The lockdown measures and the increased number of people working from home have benefited graphics chip maker Nvidia (NASDAQ: NVDA) immensely.
Last month Nvidia’s first-quarter revenues surged by 39% year-on-year. Datacenter revenues led the charge growing by 80% compared to a similar period a year earlier.
Analysts at Morgan Stanley were not impressed though. The Wall Street firm has downgraded the stock from “overweight” to “equal weight”.
Per Morgan Stanley, the stock has no room for more growth.
Said the investment bank:
The current multiple leaves little room for error.
Morgan Stanley cited Nvidia’s lofty valuation as a reason for the downgrade. Currently, Nvidia’s consensus forward price to earnings ratio stands at 46.08, according to Morningstar. The five-year average forward PE is 31.83.
The Wall Street firm has set a price target of $380. This would be an increase of around 6% from the current levels.
The V-shaped economic recovery that the Wall Street firm is expecting will further compound the valuation risk.
As economic activity around the world gradually returns to normal, such a sharp recovery is likely to result in the reduced data center and gaming revenues.
In the first quarter, data center revenues nearly doubled.
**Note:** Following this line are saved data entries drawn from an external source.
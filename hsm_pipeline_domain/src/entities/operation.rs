// /////////////////////////////////////////////////////////////////////////////
// HSM Pipeline
// Copyright (c) 2025 Michael Gardner, A Bit of Help, Inc.
// SPDX-License-Identifier: BSD-3-Clause
// See LICENSE file in the project root.
// /////////////////////////////////////////////////////////////////////////////

//! # Pipeline Operation
//!
//! [`Operation`] is the unit that flows through the pipeline: one per file
//! event. A producer creates it (scanner or journal reader), the scheduler
//! routes it through the stages, and it is destroyed on terminal
//! acknowledgement: a drop, or the journal-acknowledgement callback.
//!
//! An operation is owned exclusively by the stage currently processing it;
//! the scheduler owns it between stages. Handlers communicate through the
//! operation: the catalog-lookup stage records what it found
//! ([`DbExists`]) and what must be fetched ([`FetchPlan`]); the
//! filesystem stage fills the attribute record; the apply stage executes
//! the planned [`DbOp`].

use std::fmt;

use super::attributes::EntryAttributes;
use super::entry::EntryId;
use super::pipeline_stage::StageId;

/// Class of a journal record.
///
/// `TimeUpdate` covers the timestamp-change records (mtime/ctime class);
/// `Rename` is the rename-target record carrying the post-rename name.
#[derive(Debug, Clone, Copy, PartialEq, Eq)]
pub enum RecordType {
    Create,
    Unlink,
    Rename,
    Trunc,
    SetAttr,
    TimeUpdate,
    Hsm,
    Other,
}

impl RecordType {
    /// Record classes that imply the entry's metadata changed and a stat
    /// refresh is worthwhile.
    pub fn implies_metadata_change(&self) -> bool {
        matches!(
            self,
            RecordType::Trunc | RecordType::SetAttr | RecordType::Hsm | RecordType::TimeUpdate
        )
    }
}

impl fmt::Display for RecordType {
    fn fmt(&self, f: &mut fmt::Formatter<'_>) -> fmt::Result {
        let s = match self {
            RecordType::Create => "CREATE",
            RecordType::Unlink => "UNLINK",
            RecordType::Rename => "RENAME",
            RecordType::Trunc => "TRUNC",
            RecordType::SetAttr => "SETATTR",
            RecordType::TimeUpdate => "TIME",
            RecordType::Hsm => "HSM",
            RecordType::Other => "OTHER",
        };
        f.write_str(s)
    }
}

/// One record from the filesystem change journal.
#[derive(Debug, Clone)]
pub struct JournalRecord {
    /// Monotonic record index assigned by the journal.
    pub index: u64,
    pub rec_type: RecordType,
    /// Record timestamp, seconds since epoch.
    pub time: i64,
    /// Basename carried by the record, when the journal provides one.
    pub name: Option<String>,
    /// Last-reference bit on UNLINK records; `None` when the journal
    /// format does not expose it.
    pub unlink_last: Option<bool>,
}

impl JournalRecord {
    pub fn new(index: u64, rec_type: RecordType, time: i64) -> Self {
        Self {
            index,
            rec_type,
            time,
            name: None,
            unlink_last: None,
        }
    }

    pub fn with_name(mut self, name: impl Into<String>) -> Self {
        self.name = Some(name.into());
        self
    }

    pub fn with_unlink_last(mut self, last: bool) -> Self {
        self.unlink_last = Some(last);
        self
    }
}

/// Where an operation came from.
pub enum EventSource {
    /// Periodic full-tree scan; the scanner provides path and metadata.
    Scan,
    /// Change-journal record.
    Journal(JournalRecord),
}

/// What must still be fetched from the filesystem for this operation.
/// Computed by the catalog-lookup stage, consumed by the filesystem stage.
#[derive(Debug, Clone, Copy, Default, PartialEq, Eq)]
pub struct FetchPlan {
    pub need_attr: bool,
    pub need_path: bool,
    pub need_stripe: bool,
    pub need_status: bool,
}

impl FetchPlan {
    pub fn all() -> Self {
        Self {
            need_attr: true,
            need_path: true,
            need_stripe: true,
            need_status: true,
        }
    }

    pub fn set_all(&mut self) {
        *self = Self::all();
    }
}

/// Catalog mutation planned for the apply stage.
#[derive(Debug, Clone, Copy, Default, PartialEq, Eq)]
pub enum DbOp {
    #[default]
    None,
    Insert,
    Update,
    Remove,
    /// Move the row to the deferred-removal queue, retaining the path for
    /// later backend cleanup.
    SoftRemove,
}

impl fmt::Display for DbOp {
    fn fmt(&self, f: &mut fmt::Formatter<'_>) -> fmt::Result {
        let s = match self {
            DbOp::None => "NONE",
            DbOp::Insert => "INSERT",
            DbOp::Update => "UPDATE",
            DbOp::Remove => "REMOVE",
            DbOp::SoftRemove => "SOFT_REMOVE",
        };
        f.write_str(s)
    }
}

/// Tri-state result of the catalog existence check.
#[derive(Debug, Clone, Copy, Default, PartialEq, Eq)]
pub enum DbExists {
    #[default]
    Unknown,
    Yes,
    No,
}

impl DbExists {
    pub fn is_true(&self) -> bool {
        matches!(self, DbExists::Yes)
    }
}

/// Acknowledgement callback, invoked after the catalog mutation commits
/// (journal operations) or after the sweep completes (scan end).
pub type AckCallback = Box<dyn FnOnce() + Send + 'static>;

/// The unit of work flowing through the pipeline.
pub struct Operation {
    entry_id: Option<EntryId>,
    attrs: EntryAttributes,
    fetch: FetchPlan,
    fetch_planned: bool,
    source: EventSource,
    db_op: DbOp,
    db_exists: DbExists,
    callback: Option<AckCallback>,
    stage: StageId,
}

impl Operation {
    /// Operation for one entry enumerated by a full-tree scan. The scanner
    /// provides at least `fullpath`; the first stage resolves the id.
    pub fn from_scan(attrs: EntryAttributes) -> Self {
        Self {
            entry_id: None,
            attrs,
            fetch: FetchPlan::default(),
            fetch_planned: false,
            source: EventSource::Scan,
            db_op: DbOp::None,
            db_exists: DbExists::Unknown,
            callback: None,
            stage: StageId::GetId,
        }
    }

    /// Operation for one journal record. The journal reader supplies the
    /// entry id and an acknowledgement callback; the operation enters the
    /// pipeline at the catalog-lookup stage.
    pub fn from_journal(
        entry_id: EntryId,
        record: JournalRecord,
        callback: Option<AckCallback>,
    ) -> Self {
        Self {
            entry_id: Some(entry_id),
            attrs: EntryAttributes::new(),
            fetch: FetchPlan::default(),
            fetch_planned: false,
            source: EventSource::Journal(record),
            db_op: DbOp::None,
            db_exists: DbExists::Unknown,
            callback,
            stage: StageId::GetInfoDb,
        }
    }

    /// End-of-scan marker pushed by the scanner once a full scan
    /// completes. Carries the scan start time in `md_update`; the sweep
    /// stage removes every row older than it.
    pub fn scan_sweep(scan_start: i64, callback: Option<AckCallback>) -> Self {
        let mut attrs = EntryAttributes::new();
        attrs.set_md_update(scan_start);
        Self {
            entry_id: None,
            attrs,
            fetch: FetchPlan::default(),
            fetch_planned: false,
            source: EventSource::Scan,
            db_op: DbOp::None,
            db_exists: DbExists::Unknown,
            callback,
            stage: StageId::ScanSweep,
        }
    }

    pub fn entry_id(&self) -> Option<EntryId> {
        self.entry_id
    }

    pub fn set_entry_id(&mut self, id: EntryId) {
        self.entry_id = Some(id);
    }

    pub fn attrs(&self) -> &EntryAttributes {
        &self.attrs
    }

    pub fn attrs_mut(&mut self) -> &mut EntryAttributes {
        &mut self.attrs
    }

    pub fn fetch(&self) -> FetchPlan {
        self.fetch
    }

    pub fn fetch_mut(&mut self) -> &mut FetchPlan {
        self.fetch_planned = true;
        &mut self.fetch
    }

    /// Whether the catalog-lookup stage computed a fetch plan.
    pub fn fetch_planned(&self) -> bool {
        self.fetch_planned
    }

    pub fn source(&self) -> &EventSource {
        &self.source
    }

    pub fn is_journal(&self) -> bool {
        matches!(self.source, EventSource::Journal(_))
    }

    pub fn record(&self) -> Option<&JournalRecord> {
        match &self.source {
            EventSource::Journal(rec) => Some(rec),
            EventSource::Scan => None,
        }
    }

    /// Journal record index, for the acknowledgement ordering ledger.
    pub fn record_index(&self) -> Option<u64> {
        self.record().map(|rec| rec.index)
    }

    pub fn db_op(&self) -> DbOp {
        self.db_op
    }

    pub fn set_db_op(&mut self, op: DbOp) {
        self.db_op = op;
    }

    pub fn db_exists(&self) -> DbExists {
        self.db_exists
    }

    pub fn set_db_exists(&mut self, exists: DbExists) {
        self.db_exists = exists;
    }

    pub fn has_callback(&self) -> bool {
        self.callback.is_some()
    }

    pub fn take_callback(&mut self) -> Option<AckCallback> {
        self.callback.take()
    }

    /// The scheduler's routing state. Owned by the scheduler; handlers
    /// only read it.
    pub fn stage(&self) -> StageId {
        self.stage
    }

    pub fn set_stage(&mut self, stage: StageId) {
        self.stage = stage;
    }

    /// Short identity string for logs.
    pub fn describe(&self) -> String {
        let id = match self.entry_id {
            Some(id) => id.to_string(),
            None => "<no-id>".to_string(),
        };
        match &self.source {
            EventSource::Journal(rec) => format!("{} #{} {}", rec.rec_type, rec.index, id),
            EventSource::Scan => format!("SCAN {}", id),
        }
    }
}

impl fmt::Debug for Operation {
    fn fmt(&self, f: &mut fmt::Formatter<'_>) -> fmt::Result {
        f.debug_struct("Operation")
            .field("entry_id", &self.entry_id)
            .field("stage", &self.stage)
            .field("db_op", &self.db_op)
            .field("db_exists", &self.db_exists)
            .field("fetch", &self.fetch)
            .field("journal", &self.record_index())
            .field("has_callback", &self.callback.is_some())
            .finish()
    }
}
Gaming revenues grew by 27% year-over-year. Nvidia’s graphics processing unit business is its fastest-growing segment. Revenues from the GPU unit are expected to be nearly 90% of all sales in 2021.
Despite Morgan Stanley’s downgrade, Nvidia still maintains an “overweight” consensus rating among the 42 analysts covering the stock. Only three analysts have issued a “sell” rating. Twenty-eight analysts have issued a “buy” recommendation.
The average stock price target is $381.20 with the highest is $430.
Nvidia has been one of the best-performing stocks this year on the tech-heavy Nasdaq exchange. Earlier this month, the stock hit an all-time high of $380.
Year to date, the stock is up by about 53% enabling it to put on a better performance than the FAANG stocks.